教員は生徒の発言に適切にフィードバックを返していました。「要約」し生徒の発言を整え、「評価」し生徒の意見に肯定的な価値をつけ、「説明」しその価値の根拠づけを一つ一つの発言に対して行っていました。これにより発言に価値期待が生まれ、他の生徒の発言を促すことに成功しています。

教室対話

イントロダクションの最後に教員の分類例を生徒に提示します。そしてこの分類の定義は何かを生徒に投げかけます。生徒はすでに自分なりの定義を持っているので、違う意見が出てくると自己関連性という好奇心が出てきます。正解は「超音波」だったのですがその難しい言葉も対話的なため生徒に入って行きやすく理解が深まります。

研究会レポート

今回で第3回となる研究会は、聖学院中高の伊藤大輔先生が和田玲先生の協力を得て設計し、研究会に先立つ11/29に実施された授業を考察する形で行われました。参加者は聖学院中高・女子聖学院中高の教員19名。まず伊藤大輔先生から授業の目標、授業の内容と流れの説明がありました(「研究会でデザインされた授業例」参照)。その後和田先生から「CDFs」や授業の解説が、ワークショップ形式で行われました。

授業の最後の「クジラのコミュニケーションをどう人間に応用するか」の問いについては答えられる生徒がいなく、伊藤先生自ら「生徒をそれぞれの考えに導くもっと良いアプローチがあったのではないか」と問題定義がありました。これに対し様々な意見が飛び交い、最終的には具体的な改善策もその場で生まれました。

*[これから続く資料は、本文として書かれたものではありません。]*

// Copyright 2025 eraflo
//
// Licensed under the Apache License, Version 2.0 (the "License");
// you may not use this file except in compliance with the License.
// You may obtain a copy of the License at
//
//     http://www.apache.org/licenses/LICENSE-2.0
//
// Unless required by applicable law or agreed to in writing, software
// distributed under the License is distributed on an "AS IS" BASIS,
// WITHOUT WARRANTIES OR CONDITIONS OF ANY KIND, either express or implied.
// See the License for the specific language governing permissions and
// limitations under the License.

//! Recording test doubles for the context's collaborators.

use super::state::{CurrentState, DerivedState, DirtyState, HardwareDirty, StateAtom};
use crate::renderer::api::*;
use crate::renderer::error::{RenderError, ResourceError};
use crate::renderer::traits::*;
use std::collections::HashMap;
use std::sync::atomic::{AtomicU64, AtomicUsize, Ordering};
use std::sync::{Arc, Mutex};

#[derive(Debug, Clone, PartialEq, Eq)]
pub enum Event {
    Map(BufferId),
    Unmap(BufferId),
    Atom(&'static str),
    Assemble {
        vertex_slots: usize,
        index: Option<BufferId>,
        constant_bytes: usize,
    },
    Submit(usize),
}

pub type EventLog = Arc<Mutex<Vec<Event>>>;

pub fn events(log: &EventLog) -> Vec<Event> {
    log.lock().unwrap().clone()
}

#[derive(Debug, Default)]
pub struct RecordingDevice {
    log: EventLog,
    submissions: Mutex<Vec<Vec<u32>>>,
    destroyed: Mutex<Vec<BatchHandle>>,
    next_batch: AtomicU64,
    failing_submits: AtomicUsize,
    fail_allocation: bool,
    unsupported: Vec<RasterizePath>,
}

impl RecordingDevice {
    pub fn with_log(log: EventLog) -> Self {
        Self {
            log,
            ..Default::default()
        }
    }

    pub fn failing_allocation() -> Self {
        Self {
            fail_allocation: true,
            ..Default::default()
        }
    }

    pub fn without_path(mut self, path: RasterizePath) -> Self {
        self.unsupported.push(path);
        self
    }

    /// Rejects the next `count` submissions.
    pub fn fail_next_submits(&self, count: usize) {
        self.failing_submits.store(count, Ordering::Relaxed);
    }

    pub fn submissions(&self) -> Vec<Vec<u32>> {
        self.submissions.lock().unwrap().clone()
    }

    pub fn destroyed(&self) -> Vec<BatchHandle> {
        self.destroyed.lock().unwrap().clone()
    }
}

impl GraphicsDevice for RecordingDevice {
    fn create_batch(&self, _: &BatchDescriptor) -> Result<BatchHandle, ResourceError> {
        if self.fail_allocation {
            return Err(ResourceError::AllocationFailed("out of batches".into()));
        }
        Ok(BatchHandle(self.next_batch.fetch_add(1, Ordering::Relaxed)))
    }

    fn destroy_batch(&self, batch: BatchHandle) {
        self.destroyed.lock().unwrap().push(batch);
    }

    fn submit_batch(&self, _: BatchHandle, words: &[u32]) -> Result<(), RenderError> {
        let failing = self
            .failing_submits
            .fetch_update(Ordering::Relaxed, Ordering::Relaxed, |n| n.checked_sub(1))
            .is_ok();
        if failing {
            return Err(RenderError::SubmissionFailed("device lost".into()));
        }
        self.log.lock().unwrap().push(Event::Submit(words.len()));
        self.submissions.lock().unwrap().push(words.to_vec());
        Ok(())
    }

    fn device_info(&self) -> DeviceInfo {
        DeviceInfo {
            name: "recording".to_string(),
            device_type: DeviceType::Cpu,
        }
    }

    fn supports_path(&self, path: RasterizePath) -> bool {
        !self.unsupported.contains(&path)
    }
}

#[derive(Debug, Default)]
pub struct RecordingStore {
    log: EventLog,
    buffers: Mutex<HashMap<BufferId, (Arc<Vec<u8>>, bool)>>,
    next_id: AtomicUsize,
}

impl RecordingStore {
    pub fn with_log(log: EventLog) -> Self {
        Self {
            log,
            ..Default::default()
        }
    }

    pub fn add(&self, bytes: Vec<u8>) -> BufferId {
        let id = BufferId(self.next_id.fetch_add(1, Ordering::Relaxed));
        self.buffers
            .lock()
            .unwrap()
            .insert(id, (Arc::new(bytes), false));
        id
    }

    pub fn mapped_count(&self) -> usize {
        let buffers = self.buffers.lock().unwrap();
        buffers.values().filter(|(_, mapped)| *mapped).count()
    }
}

impl BufferStore for RecordingStore {
    fn contains(&self, id: BufferId) -> bool {
        self.buffers.lock().unwrap().contains_key(&id)
    }

    fn size(&self, id: BufferId) -> Option<u64> {
        let buffers = self.buffers.lock().unwrap();
        buffers.get(&id).map(|(bytes, _)| bytes.len() as u64)
    }

    fn map(&self, id: BufferId) -> MappedBuffer {
        let mut buffers = self.buffers.lock().unwrap();
        let (bytes, mapped) = buffers.get_mut(&id).expect("unknown buffer");
        assert!(!*mapped, "buffer {id:?} mapped twice");
        *mapped = true;
        self.log.lock().unwrap().push(Event::Map(id));
        MappedBuffer::new(id, Arc::clone(bytes))
    }

    fn unmap(&self, id: BufferId) {
        let mut buffers = self.buffers.lock().unwrap();
        let (_, mapped) = buffers.get_mut(&id).expect("unknown buffer");
        assert!(*mapped, "buffer {id:?} not mapped");
        *mapped = false;
        self.log.lock().unwrap().push(Event::Unmap(id));
    }
}

/// Emits `primitive_count` zeroed primitives of four floats per vertex.
#[derive(Debug, Default)]
pub struct RecordingAssembler {
    log: EventLog,
    vertex: Vec<Option<MappedBuffer>>,
    index: Option<MappedBuffer>,
    constant_bytes: usize,
    fail: bool,
}

impl RecordingAssembler {
    pub fn with_log(log: EventLog) -> Self {
        Self {
            log,
            ..Default::default()
        }
    }

    pub fn failing(log: EventLog) -> Self {
        Self {
            log,
            fail: true,
            ..Default::default()
        }
    }
}

impl PrimitiveAssembler for RecordingAssembler {
    fn set_vertex_buffers(&mut self, bindings: &[VertexBufferBinding]) {
        self.vertex.resize(bindings.len(), None);
    }

    fn set_vertex_elements(&mut self, _: &[VertexElement]) {}

    fn set_index_buffer(&mut self, _: Option<&IndexBufferBinding>) {}

    fn set_mapped_vertex_buffer(&mut self, slot: usize, buffer: Option<MappedBuffer>) {
        if self.vertex.len() <= slot {
            self.vertex.resize(slot + 1, None);
        }
        self.vertex[slot] = buffer;
    }

    fn set_mapped_index_buffer(&mut self, buffer: Option<MappedBuffer>) {
        self.index = buffer;
    }

    fn set_mapped_constant_buffer(&mut self, _: ShaderStage, _: u32, data: &[u8]) {
        self.constant_bytes = data.len();
    }

    fn draw(&mut self, info: &DrawInfo, sink: &mut dyn PrimitiveSink) -> Result<(), RenderError> {
        self.log.lock().unwrap().push(Event::Assemble {
            vertex_slots: self.vertex.iter().flatten().count(),
            index: self.index.as_ref().map(MappedBuffer::id),
            constant_bytes: self.constant_bytes,
        });
        if self.fail {
            return Err(RenderError::Internal("assembler failure".into()));
        }

        let kind = PrimitiveKind::of(info.topology);
        let vertices = vec![0.0; kind.vertex_count() * 4];
        for _ in 0..info.primitive_count() {
            sink.emit(&Primitive {
                kind,
                vertex_size: 4,
                vertices: &vertices,
            })?;
        }
        Ok(())
    }
}

#[derive(Debug)]
pub struct RecordingAtom {
    pub name: &'static str,
    pub dependencies: DirtyState,
    pub log: EventLog,
}

impl StateAtom for RecordingAtom {
    fn name(&self) -> &'static str {
        self.name
    }

    fn dependencies(&self) -> DirtyState {
        self.dependencies
    }

    fn update(&mut self, _: &CurrentState, _: &mut DerivedState) -> HardwareDirty {
        self.log.lock().unwrap().push(Event::Atom(self.name));
        HardwareDirty::EMPTY
    }
}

和田先生はワークショップ自体に「CDFs」、発話支援やフィードバック等のテクニックを盛り込み、参加した先生方が体験できるように解説を進めていました。話や資料だけではなく、授業を受ける側として効果を実感できる、とても有意義な研究会となりました。

  英語の授業の集大成 

聖学院SDGsコンテスト 英語スピーチ部門

学校法人聖学院では、SDGsを推進、周知するため毎年「SDGsコンテスト」を開催しています。その中の英語スピーチ部門ではSDGs的な視点をもった英語のスピーチコンテストを行っています。聖学院に通う中学生以上の生徒・学生が参加できるイベントです。2023年は、タイの貧しい村の課題とその解決をテーマとした聖学院高校3年の下口素輝さんのスピーチが最優秀賞を受賞しました。

受賞者コメント


聖学院高等学校

下口素輝
3

学校が主催する「タイ研修旅行」で訪れた現地のボランティア財団と、その財団の経営的自立支援についてスピーチしました。その財団は、生活が困難な子どもたちを助ける活動をしていて、コロナの影響で経営難に陥っていました。彼らが立ち行かなくなると子どもたちが危険な状態に晒されます。スピーチでは彼らの実情が伝わるようにストーリー性を持たせることに注力しました。またクラウドファンディングで彼らに資金を提供したのですが、これでは一時凌ぎにしかならないので、持続可能になるよう自立支援も同時に行いました。この持続可能性の重要性についてもスピーチで重視した点です。内容が伝わるよう原稿を何度も作り直したので、受賞はとてもうれしかったです。将来は海外の貧困ボランティアに興味がある人の後押しをし、世界の貧困課題に貢献したいと思っています。

審査員コメント


主張の明確さ、具体的実践が示されている

素晴らしいスピーチ

下口くんのスピーチは、タイの無国籍の子どもたちやその親を保護する財団でのボランティア活動がベースになっています。彼のスピーチの素晴らしい点はその構成です。体験を通して何を感じたか、そして問題の分析と抽象化をしたこと、どうしたら解決できるのかを提案し、実際に行動、新たな課題発見と感想。とても主張が明確です。また寄付だけに頼らず、現地の人たちの力で実現できる持続可能な解決策まで提示しています。世界の問題を自分の問題として捉え、解決のために頭と手を動かしている人しかできないスピーチでした。